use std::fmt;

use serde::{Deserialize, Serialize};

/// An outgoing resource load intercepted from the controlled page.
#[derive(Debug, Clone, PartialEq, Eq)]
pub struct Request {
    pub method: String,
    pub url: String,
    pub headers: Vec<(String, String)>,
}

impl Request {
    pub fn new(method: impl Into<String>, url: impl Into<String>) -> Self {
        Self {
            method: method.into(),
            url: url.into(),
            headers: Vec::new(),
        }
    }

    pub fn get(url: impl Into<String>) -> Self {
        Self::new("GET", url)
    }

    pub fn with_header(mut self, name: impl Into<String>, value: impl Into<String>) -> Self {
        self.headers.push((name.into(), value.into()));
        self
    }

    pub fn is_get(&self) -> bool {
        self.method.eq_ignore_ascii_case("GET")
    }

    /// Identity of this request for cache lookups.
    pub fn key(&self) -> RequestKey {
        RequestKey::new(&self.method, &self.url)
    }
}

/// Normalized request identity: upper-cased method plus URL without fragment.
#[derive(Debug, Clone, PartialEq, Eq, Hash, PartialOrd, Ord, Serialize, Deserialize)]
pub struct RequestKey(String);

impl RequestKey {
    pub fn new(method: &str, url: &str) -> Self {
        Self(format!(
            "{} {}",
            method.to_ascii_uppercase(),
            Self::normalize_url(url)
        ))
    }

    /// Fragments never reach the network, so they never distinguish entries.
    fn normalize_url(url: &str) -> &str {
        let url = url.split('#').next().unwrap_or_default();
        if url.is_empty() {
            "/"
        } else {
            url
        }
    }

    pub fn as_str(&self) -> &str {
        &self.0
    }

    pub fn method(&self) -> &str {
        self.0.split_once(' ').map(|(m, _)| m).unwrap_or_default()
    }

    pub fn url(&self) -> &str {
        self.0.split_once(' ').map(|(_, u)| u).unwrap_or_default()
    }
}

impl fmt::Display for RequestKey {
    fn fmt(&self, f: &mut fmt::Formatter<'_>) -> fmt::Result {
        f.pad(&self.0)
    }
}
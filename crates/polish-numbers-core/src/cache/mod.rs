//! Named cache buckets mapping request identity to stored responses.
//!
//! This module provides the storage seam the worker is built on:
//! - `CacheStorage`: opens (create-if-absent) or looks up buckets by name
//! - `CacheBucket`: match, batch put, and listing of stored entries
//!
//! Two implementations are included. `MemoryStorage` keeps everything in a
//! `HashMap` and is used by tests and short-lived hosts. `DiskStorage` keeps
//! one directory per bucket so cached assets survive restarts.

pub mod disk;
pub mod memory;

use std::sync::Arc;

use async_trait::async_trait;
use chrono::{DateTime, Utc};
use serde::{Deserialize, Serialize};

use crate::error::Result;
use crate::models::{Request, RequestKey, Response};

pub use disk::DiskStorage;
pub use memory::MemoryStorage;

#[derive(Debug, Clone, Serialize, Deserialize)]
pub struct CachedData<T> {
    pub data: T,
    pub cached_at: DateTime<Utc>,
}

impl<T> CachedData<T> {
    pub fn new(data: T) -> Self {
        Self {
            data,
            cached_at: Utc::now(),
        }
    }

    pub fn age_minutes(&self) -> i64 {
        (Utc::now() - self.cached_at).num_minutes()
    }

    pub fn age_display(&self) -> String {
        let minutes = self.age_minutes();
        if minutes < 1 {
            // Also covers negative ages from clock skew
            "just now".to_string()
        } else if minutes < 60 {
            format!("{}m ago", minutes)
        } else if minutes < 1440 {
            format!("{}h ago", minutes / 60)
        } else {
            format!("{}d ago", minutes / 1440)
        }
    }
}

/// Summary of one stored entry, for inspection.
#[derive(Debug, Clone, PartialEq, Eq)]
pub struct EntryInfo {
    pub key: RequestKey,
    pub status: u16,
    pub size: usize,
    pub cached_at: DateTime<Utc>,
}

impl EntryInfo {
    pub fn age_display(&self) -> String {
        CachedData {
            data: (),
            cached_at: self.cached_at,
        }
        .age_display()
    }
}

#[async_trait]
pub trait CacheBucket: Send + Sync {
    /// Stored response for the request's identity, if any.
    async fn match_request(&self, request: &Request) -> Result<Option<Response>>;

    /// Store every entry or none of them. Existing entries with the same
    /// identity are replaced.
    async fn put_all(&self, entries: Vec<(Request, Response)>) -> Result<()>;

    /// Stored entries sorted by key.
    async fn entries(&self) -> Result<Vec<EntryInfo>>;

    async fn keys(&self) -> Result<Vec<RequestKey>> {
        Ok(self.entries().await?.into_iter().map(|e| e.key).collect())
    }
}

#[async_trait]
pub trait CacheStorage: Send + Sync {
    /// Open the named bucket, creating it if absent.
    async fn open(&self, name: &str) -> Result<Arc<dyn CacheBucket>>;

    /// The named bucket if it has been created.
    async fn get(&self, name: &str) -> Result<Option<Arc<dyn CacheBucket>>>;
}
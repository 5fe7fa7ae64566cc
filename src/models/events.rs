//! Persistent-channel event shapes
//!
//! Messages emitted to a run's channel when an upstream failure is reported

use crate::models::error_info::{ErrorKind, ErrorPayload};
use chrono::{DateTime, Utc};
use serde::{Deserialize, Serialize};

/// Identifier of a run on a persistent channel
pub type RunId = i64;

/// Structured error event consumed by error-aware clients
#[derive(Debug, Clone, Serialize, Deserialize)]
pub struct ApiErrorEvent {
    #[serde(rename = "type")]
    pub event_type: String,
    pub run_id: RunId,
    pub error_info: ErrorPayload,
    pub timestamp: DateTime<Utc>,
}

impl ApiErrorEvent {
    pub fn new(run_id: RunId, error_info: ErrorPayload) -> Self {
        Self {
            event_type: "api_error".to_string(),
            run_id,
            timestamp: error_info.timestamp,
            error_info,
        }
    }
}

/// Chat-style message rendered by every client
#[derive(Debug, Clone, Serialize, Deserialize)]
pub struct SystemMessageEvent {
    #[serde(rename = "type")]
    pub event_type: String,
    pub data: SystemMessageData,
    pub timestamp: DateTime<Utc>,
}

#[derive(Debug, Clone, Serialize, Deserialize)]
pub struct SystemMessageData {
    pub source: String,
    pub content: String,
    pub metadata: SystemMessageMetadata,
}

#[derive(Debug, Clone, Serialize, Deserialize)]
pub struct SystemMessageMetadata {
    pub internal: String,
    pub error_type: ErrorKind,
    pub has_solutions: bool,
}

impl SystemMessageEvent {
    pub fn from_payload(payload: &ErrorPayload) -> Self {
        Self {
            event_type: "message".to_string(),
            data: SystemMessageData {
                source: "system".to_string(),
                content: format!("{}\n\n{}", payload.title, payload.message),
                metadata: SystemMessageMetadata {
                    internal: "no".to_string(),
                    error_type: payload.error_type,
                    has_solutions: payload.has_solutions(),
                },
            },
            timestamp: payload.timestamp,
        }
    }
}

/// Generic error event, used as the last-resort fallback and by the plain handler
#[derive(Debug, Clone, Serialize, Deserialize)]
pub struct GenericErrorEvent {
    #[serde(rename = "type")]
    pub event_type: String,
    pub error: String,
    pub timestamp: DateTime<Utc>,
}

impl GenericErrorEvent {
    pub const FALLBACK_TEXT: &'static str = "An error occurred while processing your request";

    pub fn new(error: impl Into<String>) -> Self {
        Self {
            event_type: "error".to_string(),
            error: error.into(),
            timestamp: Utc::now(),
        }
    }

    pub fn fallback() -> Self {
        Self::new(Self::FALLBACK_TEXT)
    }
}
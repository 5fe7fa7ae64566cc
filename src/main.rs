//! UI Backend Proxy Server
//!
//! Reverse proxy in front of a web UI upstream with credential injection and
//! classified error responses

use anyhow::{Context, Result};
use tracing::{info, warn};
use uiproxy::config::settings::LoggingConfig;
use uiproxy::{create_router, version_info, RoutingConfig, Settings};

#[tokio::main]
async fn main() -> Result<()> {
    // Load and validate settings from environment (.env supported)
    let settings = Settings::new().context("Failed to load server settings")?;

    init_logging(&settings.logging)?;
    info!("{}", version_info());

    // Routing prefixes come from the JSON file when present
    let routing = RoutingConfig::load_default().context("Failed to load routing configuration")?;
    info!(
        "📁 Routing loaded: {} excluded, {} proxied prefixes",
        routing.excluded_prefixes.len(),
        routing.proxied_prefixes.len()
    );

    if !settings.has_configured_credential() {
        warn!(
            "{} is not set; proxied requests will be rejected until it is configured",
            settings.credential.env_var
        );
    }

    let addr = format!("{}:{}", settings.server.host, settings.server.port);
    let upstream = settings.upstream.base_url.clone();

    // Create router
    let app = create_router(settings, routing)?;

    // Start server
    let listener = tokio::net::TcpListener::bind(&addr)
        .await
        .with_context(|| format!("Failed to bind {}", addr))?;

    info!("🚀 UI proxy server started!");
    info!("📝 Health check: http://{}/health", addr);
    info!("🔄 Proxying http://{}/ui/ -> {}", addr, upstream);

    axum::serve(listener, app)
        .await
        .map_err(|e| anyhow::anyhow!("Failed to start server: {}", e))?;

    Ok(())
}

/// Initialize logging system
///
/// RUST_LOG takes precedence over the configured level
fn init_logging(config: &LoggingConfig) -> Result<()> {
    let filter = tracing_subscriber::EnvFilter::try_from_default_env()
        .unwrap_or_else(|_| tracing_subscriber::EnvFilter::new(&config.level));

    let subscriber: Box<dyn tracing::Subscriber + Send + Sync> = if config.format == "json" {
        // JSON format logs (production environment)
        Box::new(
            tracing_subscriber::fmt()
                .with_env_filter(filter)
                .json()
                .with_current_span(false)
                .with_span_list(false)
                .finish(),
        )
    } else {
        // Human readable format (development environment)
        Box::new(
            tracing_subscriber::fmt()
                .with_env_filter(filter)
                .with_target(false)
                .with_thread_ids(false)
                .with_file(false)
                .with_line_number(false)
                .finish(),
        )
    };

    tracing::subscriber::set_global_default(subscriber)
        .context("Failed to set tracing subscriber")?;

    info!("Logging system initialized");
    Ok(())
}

What you have to do.
Filter the records above for lines with "LoggingConfig".

Answer box.
use uiproxy::config::settings::LoggingConfig;
fn init_logging(config: &LoggingConfig) -> Result<()> {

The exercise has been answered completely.